**Aim of the task:** Only lines with the word "glam" are needed; collect each of them from the listing below.

**Dataset extract:**
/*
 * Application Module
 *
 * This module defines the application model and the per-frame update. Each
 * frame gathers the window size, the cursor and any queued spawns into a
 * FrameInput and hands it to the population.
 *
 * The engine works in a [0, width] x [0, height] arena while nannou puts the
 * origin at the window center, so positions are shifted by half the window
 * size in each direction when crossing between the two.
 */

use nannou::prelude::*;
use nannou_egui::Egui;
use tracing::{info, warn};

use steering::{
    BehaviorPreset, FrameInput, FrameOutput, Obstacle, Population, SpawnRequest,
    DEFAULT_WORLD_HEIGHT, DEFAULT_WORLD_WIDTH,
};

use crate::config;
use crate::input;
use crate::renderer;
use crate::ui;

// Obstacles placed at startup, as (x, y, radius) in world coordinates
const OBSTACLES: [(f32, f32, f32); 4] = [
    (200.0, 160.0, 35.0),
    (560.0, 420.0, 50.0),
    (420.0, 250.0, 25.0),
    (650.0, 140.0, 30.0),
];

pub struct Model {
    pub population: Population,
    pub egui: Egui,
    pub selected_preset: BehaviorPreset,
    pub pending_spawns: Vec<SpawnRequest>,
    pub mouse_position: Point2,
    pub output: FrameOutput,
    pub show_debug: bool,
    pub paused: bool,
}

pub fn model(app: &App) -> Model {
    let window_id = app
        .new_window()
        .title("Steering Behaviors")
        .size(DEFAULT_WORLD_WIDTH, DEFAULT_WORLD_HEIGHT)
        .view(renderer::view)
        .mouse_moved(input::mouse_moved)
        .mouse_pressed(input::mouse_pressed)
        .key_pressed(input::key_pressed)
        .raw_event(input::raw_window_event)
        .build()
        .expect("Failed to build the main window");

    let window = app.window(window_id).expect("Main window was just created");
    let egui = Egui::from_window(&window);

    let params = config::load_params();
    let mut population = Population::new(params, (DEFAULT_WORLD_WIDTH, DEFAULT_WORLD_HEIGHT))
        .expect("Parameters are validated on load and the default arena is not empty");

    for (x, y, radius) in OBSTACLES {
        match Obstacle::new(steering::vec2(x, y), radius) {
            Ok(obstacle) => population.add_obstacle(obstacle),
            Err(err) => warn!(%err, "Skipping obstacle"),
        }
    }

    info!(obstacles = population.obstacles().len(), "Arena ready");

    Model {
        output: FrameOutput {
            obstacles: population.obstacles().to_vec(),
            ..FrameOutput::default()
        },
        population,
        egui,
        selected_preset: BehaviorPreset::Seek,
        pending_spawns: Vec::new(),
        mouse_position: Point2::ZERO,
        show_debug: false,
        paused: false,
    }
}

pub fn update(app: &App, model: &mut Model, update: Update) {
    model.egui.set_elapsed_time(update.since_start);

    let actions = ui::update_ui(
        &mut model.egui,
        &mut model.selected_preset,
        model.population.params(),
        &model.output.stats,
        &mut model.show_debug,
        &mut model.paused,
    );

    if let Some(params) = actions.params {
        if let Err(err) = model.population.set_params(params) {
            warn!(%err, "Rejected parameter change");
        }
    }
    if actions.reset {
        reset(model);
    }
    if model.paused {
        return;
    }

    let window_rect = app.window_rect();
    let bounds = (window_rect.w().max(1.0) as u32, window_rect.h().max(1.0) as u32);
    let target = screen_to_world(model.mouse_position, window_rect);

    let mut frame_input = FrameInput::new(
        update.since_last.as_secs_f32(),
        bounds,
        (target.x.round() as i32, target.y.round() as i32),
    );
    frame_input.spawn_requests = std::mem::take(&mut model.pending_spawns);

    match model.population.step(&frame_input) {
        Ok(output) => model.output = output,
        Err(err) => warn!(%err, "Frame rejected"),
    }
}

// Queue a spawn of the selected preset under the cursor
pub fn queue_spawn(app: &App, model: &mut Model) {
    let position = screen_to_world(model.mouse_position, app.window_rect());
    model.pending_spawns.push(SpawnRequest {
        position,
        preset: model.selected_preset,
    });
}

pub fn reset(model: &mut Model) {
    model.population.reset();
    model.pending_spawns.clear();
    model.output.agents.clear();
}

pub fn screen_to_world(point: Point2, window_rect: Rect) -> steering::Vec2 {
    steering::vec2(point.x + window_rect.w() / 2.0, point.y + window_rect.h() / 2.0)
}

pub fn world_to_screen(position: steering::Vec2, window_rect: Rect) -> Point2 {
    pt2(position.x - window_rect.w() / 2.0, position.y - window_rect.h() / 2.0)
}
* * *
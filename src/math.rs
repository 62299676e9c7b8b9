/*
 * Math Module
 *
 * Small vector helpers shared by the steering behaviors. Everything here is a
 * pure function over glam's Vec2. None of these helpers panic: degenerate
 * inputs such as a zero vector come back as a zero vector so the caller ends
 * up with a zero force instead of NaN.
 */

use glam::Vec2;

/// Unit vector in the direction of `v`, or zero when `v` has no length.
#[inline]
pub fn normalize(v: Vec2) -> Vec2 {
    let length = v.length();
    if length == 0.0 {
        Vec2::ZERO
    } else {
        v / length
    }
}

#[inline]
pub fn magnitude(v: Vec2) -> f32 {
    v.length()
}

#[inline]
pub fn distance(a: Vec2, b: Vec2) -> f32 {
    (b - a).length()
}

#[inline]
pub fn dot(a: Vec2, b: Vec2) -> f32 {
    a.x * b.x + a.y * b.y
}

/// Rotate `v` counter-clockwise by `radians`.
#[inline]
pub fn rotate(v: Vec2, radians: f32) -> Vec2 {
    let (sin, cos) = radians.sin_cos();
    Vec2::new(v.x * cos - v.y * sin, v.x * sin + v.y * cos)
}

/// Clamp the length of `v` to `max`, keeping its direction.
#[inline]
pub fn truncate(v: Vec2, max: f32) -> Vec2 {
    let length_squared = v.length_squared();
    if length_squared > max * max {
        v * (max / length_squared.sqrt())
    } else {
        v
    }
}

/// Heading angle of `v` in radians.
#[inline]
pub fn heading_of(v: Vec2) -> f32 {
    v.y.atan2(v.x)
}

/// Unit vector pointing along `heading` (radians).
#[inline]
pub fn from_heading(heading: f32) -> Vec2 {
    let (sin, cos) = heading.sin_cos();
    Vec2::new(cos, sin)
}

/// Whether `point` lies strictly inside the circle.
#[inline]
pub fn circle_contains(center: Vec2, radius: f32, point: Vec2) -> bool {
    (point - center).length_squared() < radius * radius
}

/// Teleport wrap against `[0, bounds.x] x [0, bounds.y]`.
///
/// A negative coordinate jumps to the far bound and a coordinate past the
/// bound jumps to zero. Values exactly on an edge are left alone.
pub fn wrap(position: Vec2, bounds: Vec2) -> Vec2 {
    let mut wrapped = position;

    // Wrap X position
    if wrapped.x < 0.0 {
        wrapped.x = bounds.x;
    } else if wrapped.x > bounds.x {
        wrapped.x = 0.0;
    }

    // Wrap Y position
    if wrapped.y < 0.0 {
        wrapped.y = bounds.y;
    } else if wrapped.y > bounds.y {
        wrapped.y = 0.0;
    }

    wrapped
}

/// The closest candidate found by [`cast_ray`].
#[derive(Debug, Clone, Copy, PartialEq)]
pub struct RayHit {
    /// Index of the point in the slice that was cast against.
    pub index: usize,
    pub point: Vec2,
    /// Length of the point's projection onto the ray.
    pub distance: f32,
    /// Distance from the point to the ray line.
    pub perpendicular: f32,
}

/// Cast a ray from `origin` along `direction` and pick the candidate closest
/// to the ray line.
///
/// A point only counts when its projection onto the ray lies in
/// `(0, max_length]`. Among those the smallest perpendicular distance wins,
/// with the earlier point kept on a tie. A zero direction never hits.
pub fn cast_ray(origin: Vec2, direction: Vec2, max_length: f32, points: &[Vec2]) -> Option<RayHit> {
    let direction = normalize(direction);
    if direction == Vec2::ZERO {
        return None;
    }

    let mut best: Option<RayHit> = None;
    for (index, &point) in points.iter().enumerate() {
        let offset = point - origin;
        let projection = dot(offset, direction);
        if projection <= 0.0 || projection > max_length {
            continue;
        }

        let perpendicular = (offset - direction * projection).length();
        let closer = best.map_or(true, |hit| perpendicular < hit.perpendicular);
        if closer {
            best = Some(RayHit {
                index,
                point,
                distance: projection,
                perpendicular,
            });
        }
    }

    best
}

**Answer for this exercise:**
 * pure function over glam's Vec2. None of these helpers panic: degenerate
use glam::Vec2;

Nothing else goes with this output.